:: Provided data
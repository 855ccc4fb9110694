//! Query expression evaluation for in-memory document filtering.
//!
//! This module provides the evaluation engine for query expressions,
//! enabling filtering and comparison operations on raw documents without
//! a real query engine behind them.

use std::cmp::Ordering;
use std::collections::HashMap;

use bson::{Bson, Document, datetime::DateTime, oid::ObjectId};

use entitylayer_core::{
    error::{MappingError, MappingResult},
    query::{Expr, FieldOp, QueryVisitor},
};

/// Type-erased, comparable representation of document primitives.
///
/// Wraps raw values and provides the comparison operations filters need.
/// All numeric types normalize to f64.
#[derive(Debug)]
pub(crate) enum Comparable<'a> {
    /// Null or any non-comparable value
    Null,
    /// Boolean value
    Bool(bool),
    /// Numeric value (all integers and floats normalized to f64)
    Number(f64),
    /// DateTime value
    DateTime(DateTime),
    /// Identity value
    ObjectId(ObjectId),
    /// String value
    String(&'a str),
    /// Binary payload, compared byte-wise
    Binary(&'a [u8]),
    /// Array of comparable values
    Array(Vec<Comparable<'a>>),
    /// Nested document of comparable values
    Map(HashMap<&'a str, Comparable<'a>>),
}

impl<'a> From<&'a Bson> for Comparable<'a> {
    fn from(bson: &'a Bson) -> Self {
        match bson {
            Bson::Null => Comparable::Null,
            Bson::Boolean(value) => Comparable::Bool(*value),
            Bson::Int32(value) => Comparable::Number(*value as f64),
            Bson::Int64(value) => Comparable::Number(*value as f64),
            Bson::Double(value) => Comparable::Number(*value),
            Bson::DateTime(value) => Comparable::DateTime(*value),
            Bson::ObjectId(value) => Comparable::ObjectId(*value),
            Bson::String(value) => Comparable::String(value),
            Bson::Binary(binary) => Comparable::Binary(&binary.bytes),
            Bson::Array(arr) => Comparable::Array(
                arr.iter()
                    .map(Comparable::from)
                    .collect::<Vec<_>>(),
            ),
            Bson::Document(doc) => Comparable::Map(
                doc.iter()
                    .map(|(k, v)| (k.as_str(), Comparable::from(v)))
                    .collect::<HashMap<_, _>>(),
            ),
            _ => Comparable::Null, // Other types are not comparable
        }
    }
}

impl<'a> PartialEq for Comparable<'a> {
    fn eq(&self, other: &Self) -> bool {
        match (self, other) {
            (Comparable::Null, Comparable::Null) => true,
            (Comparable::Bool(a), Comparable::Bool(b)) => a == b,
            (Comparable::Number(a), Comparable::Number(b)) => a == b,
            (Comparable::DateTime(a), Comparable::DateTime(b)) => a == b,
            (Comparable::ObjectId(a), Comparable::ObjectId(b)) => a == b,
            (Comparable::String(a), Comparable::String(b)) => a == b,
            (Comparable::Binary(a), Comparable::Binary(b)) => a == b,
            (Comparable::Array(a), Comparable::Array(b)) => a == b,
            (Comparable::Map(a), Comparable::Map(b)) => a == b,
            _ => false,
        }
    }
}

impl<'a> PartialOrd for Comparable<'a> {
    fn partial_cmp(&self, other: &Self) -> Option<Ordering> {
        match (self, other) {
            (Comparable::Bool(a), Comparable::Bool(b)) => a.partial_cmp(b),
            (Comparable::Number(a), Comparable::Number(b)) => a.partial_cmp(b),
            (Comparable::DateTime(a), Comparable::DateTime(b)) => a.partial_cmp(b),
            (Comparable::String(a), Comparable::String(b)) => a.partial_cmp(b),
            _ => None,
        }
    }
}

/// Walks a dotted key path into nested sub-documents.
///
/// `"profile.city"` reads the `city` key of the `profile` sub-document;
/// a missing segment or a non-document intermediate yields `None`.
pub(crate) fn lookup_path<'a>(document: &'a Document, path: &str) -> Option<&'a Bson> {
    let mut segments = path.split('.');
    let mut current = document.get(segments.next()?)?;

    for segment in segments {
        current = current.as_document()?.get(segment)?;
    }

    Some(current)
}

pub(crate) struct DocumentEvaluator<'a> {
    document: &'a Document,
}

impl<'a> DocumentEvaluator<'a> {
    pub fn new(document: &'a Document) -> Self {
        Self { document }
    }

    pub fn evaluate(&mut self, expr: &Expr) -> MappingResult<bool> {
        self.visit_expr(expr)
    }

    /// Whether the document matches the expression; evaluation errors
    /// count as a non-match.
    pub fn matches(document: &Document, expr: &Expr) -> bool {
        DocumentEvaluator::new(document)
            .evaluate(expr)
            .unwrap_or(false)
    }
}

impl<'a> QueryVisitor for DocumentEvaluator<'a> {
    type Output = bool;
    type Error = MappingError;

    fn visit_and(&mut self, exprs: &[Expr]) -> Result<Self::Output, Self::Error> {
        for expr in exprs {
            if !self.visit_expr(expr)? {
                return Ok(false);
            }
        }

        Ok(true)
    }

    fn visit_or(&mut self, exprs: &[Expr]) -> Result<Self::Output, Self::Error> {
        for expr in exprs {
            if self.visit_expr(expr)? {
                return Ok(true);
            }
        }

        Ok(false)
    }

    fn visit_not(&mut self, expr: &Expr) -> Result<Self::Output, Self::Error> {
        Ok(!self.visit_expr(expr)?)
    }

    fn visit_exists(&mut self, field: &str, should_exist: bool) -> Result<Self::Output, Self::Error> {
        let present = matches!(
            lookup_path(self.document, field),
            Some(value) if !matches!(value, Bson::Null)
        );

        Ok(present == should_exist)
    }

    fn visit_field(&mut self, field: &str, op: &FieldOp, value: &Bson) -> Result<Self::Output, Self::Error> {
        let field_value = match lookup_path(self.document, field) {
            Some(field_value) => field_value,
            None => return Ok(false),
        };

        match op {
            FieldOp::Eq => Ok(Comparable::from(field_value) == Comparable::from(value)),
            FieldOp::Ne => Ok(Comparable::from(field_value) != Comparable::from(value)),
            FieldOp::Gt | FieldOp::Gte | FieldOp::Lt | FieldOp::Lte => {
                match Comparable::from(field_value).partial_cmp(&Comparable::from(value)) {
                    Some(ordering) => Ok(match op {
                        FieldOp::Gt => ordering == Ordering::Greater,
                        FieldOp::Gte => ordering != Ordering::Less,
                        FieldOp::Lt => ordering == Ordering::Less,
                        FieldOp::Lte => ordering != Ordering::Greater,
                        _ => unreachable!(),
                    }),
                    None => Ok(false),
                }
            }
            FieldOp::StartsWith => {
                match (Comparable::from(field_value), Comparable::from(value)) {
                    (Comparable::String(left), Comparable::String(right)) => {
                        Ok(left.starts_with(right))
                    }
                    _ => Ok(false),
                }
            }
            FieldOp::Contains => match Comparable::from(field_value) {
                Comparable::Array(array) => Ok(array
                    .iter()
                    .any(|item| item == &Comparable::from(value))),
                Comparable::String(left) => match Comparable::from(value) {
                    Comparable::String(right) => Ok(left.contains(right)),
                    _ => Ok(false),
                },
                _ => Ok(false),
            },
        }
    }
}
::::
** Task prompt **
Could you transcribe all of the entries exactly, leaving nothing out?

** Response box **
repository 855ccc4fb9110694
//! Query expression evaluation for in-memory document filtering.
//!
//! This module provides the evaluation engine for query expressions,
//! enabling filtering and comparison operations on raw documents without
//! a real query engine behind them.

use std::cmp::Ordering;
use std::collections::HashMap;

use bson::{Bson, Document, datetime::DateTime, oid::ObjectId};

use entitylayer_core::{
    error::{MappingError, MappingResult},
    query::{Expr, FieldOp, QueryVisitor},
};

/// Type-erased, comparable representation of document primitives.
///
/// Wraps raw values and provides the comparison operations filters need.
/// All numeric types normalize to f64.
#[derive(Debug)]
pub(crate) enum Comparable<'a> {
    /// Null or any non-comparable value
    Null,
    /// Boolean value
    Bool(bool),
    /// Numeric value (all integers and floats normalized to f64)
    Number(f64),
    /// DateTime value
    DateTime(DateTime),
    /// Identity value
    ObjectId(ObjectId),
    /// String value
    String(&'a str),
    /// Binary payload, compared byte-wise
    Binary(&'a [u8]),
    /// Array of comparable values
    Array(Vec<Comparable<'a>>),
    /// Nested document of comparable values
    Map(HashMap<&'a str, Comparable<'a>>),
}

impl<'a> From<&'a Bson> for Comparable<'a> {
    fn from(bson: &'a Bson) -> Self {
        match bson {
            Bson::Null => Comparable::Null,
            Bson::Boolean(value) => Comparable::Bool(*value),
            Bson::Int32(value) => Comparable::Number(*value as f64),
            Bson::Int64(value) => Comparable::Number(*value as f64),
            Bson::Double(value) => Comparable::Number(*value),
            Bson::DateTime(value) => Comparable::DateTime(*value),
            Bson::ObjectId(value) => Comparable::ObjectId(*value),
            Bson::String(value) => Comparable::String(value),
            Bson::Binary(binary) => Comparable::Binary(&binary.bytes),
            Bson::Array(arr) => Comparable::Array(
                arr.iter()
                    .map(Comparable::from)
                    .collect::<Vec<_>>(),
            ),
            Bson::Document(doc) => Comparable::Map(
                doc.iter()
                    .map(|(k, v)| (k.as_str(), Comparable::from(v)))
                    .collect::<HashMap<_, _>>(),
            ),
            _ => Comparable::Null, // Other types are not comparable
        }
    }
}

impl<'a> PartialEq for Comparable<'a> {
    fn eq(&self, other: &Self) -> bool {
        match (self, other) {
            (Comparable::Null, Comparable::Null) => true,
            (Comparable::Bool(a), Comparable::Bool(b)) => a == b,
            (Comparable::Number(a), Comparable::Number(b)) => a == b,
            (Comparable::DateTime(a), Comparable::DateTime(b)) => a == b,
            (Comparable::ObjectId(a), Comparable::ObjectId(b)) => a == b,
            (Comparable::String(a), Comparable::String(b)) => a == b,
            (Comparable::Binary(a), Comparable::Binary(b)) => a == b,
            (Comparable::Array(a), Comparable::Array(b)) => a == b,
            (Comparable::Map(a), Comparable::Map(b)) => a == b,
            _ => false,
        }
    }
}

impl<'a> PartialOrd for Comparable<'a> {
    fn partial_cmp(&self, other: &Self) -> Option<Ordering> {
        match (self, other) {
            (Comparable::Bool(a), Comparable::Bool(b)) => a.partial_cmp(b),
            (Comparable::Number(a), Comparable::Number(b)) => a.partial_cmp(b),
            (Comparable::DateTime(a), Comparable::DateTime(b)) => a.partial_cmp(b),
            (Comparable::String(a), Comparable::String(b)) => a.partial_cmp(b),
            _ => None,
        }
    }
}

/// Walks a dotted key path into nested sub-documents.
///
/// `"profile.city"` reads the `city` key of the `profile` sub-document;
/// a missing segment or a non-document intermediate yields `None`.
pub(crate) fn lookup_path<'a>(document: &'a Document, path: &str) -> Option<&'a Bson> {
    let mut segments = path.split('.');
    let mut current = document.get(segments.next()?)?;

    for segment in segments {
        current = current.as_document()?.get(segment)?;
    }

    Some(current)
}

pub(crate) struct DocumentEvaluator<'a> {
    document: &'a Document,
}

impl<'a> DocumentEvaluator<'a> {
    pub fn new(document: &'a Document) -> Self {
        Self { document }
    }

    pub fn evaluate(&mut self, expr: &Expr) -> MappingResult<bool> {
        self.visit_expr(expr)
    }

    /// Whether the document matches the expression; evaluation errors
    /// count as a non-match.
    pub fn matches(document: &Document, expr: &Expr) -> bool {
        DocumentEvaluator::new(document)
            .evaluate(expr)
            .unwrap_or(false)
    }
}

impl<'a> QueryVisitor for DocumentEvaluator<'a> {
    type Output = bool;
    type Error = MappingError;

    fn visit_and(&mut self, exprs: &[Expr]) -> Result<Self::Output, Self::Error> {
        for expr in exprs {
            if !self.visit_expr(expr)? {
                return Ok(false);
            }
        }

        Ok(true)
    }

    fn visit_or(&mut self, exprs: &[Expr]) -> Result<Self::Output, Self::Error> {
        for expr in exprs {
            if self.visit_expr(expr)? {
                return Ok(true);
            }
        }

        Ok(false)
    }

    fn visit_not(&mut self, expr: &Expr) -> Result<Self::Output, Self::Error> {
        Ok(!self.visit_expr(expr)?)
    }

    fn visit_exists(&mut self, field: &str, should_exist: bool) -> Result<Self::Output, Self::Error> {
        let present = matches!(
            lookup_path(self.document, field),
            Some(value) if !matches!(value, Bson::Null)
        );

        Ok(present == should_exist)
    }

    fn visit_field(&mut self, field: &str, op: &FieldOp, value: &Bson) -> Result<Self::Output, Self::Error> {
        let field_value = match lookup_path(self.document, field) {
            Some(field_value) => field_value,
            None => return Ok(false),
        };

        match op {
            FieldOp::Eq => Ok(Comparable::from(field_value) == Comparable::from(value)),
            FieldOp::Ne => Ok(Comparable::from(field_value) != Comparable::from(value)),
            FieldOp::Gt | FieldOp::Gte | FieldOp::Lt | FieldOp::Lte => {
                match Comparable::from(field_value).partial_cmp(&Comparable::from(value)) {
                    Some(ordering) => Ok(match op {
                        FieldOp::Gt => ordering == Ordering::Greater,
                        FieldOp::Gte => ordering != Ordering::Less,
                        FieldOp::Lt => ordering == Ordering::Less,
                        FieldOp::Lte => ordering != Ordering::Greater,
                        _ => unreachable!(),
                    }),
                    None => Ok(false),
                }
            }
            FieldOp::StartsWith => {
                match (Comparable::from(field_value), Comparable::from(value)) {
                    (Comparable::String(left), Comparable::String(right)) => {
                        Ok(left.starts_with(right))
                    }
                    _ => Ok(false),
                }
            }
            FieldOp::Contains => match Comparable::from(field_value) {
                Comparable::Array(array) => Ok(array
                    .iter()
                    .any(|item| item == &Comparable::from(value))),
                Comparable::String(left) => match Comparable::from(value) {
                    Comparable::String(right) => Ok(left.contains(right)),
                    _ => Ok(false),
                },
                _ => Ok(false),
            },
        }
    }
}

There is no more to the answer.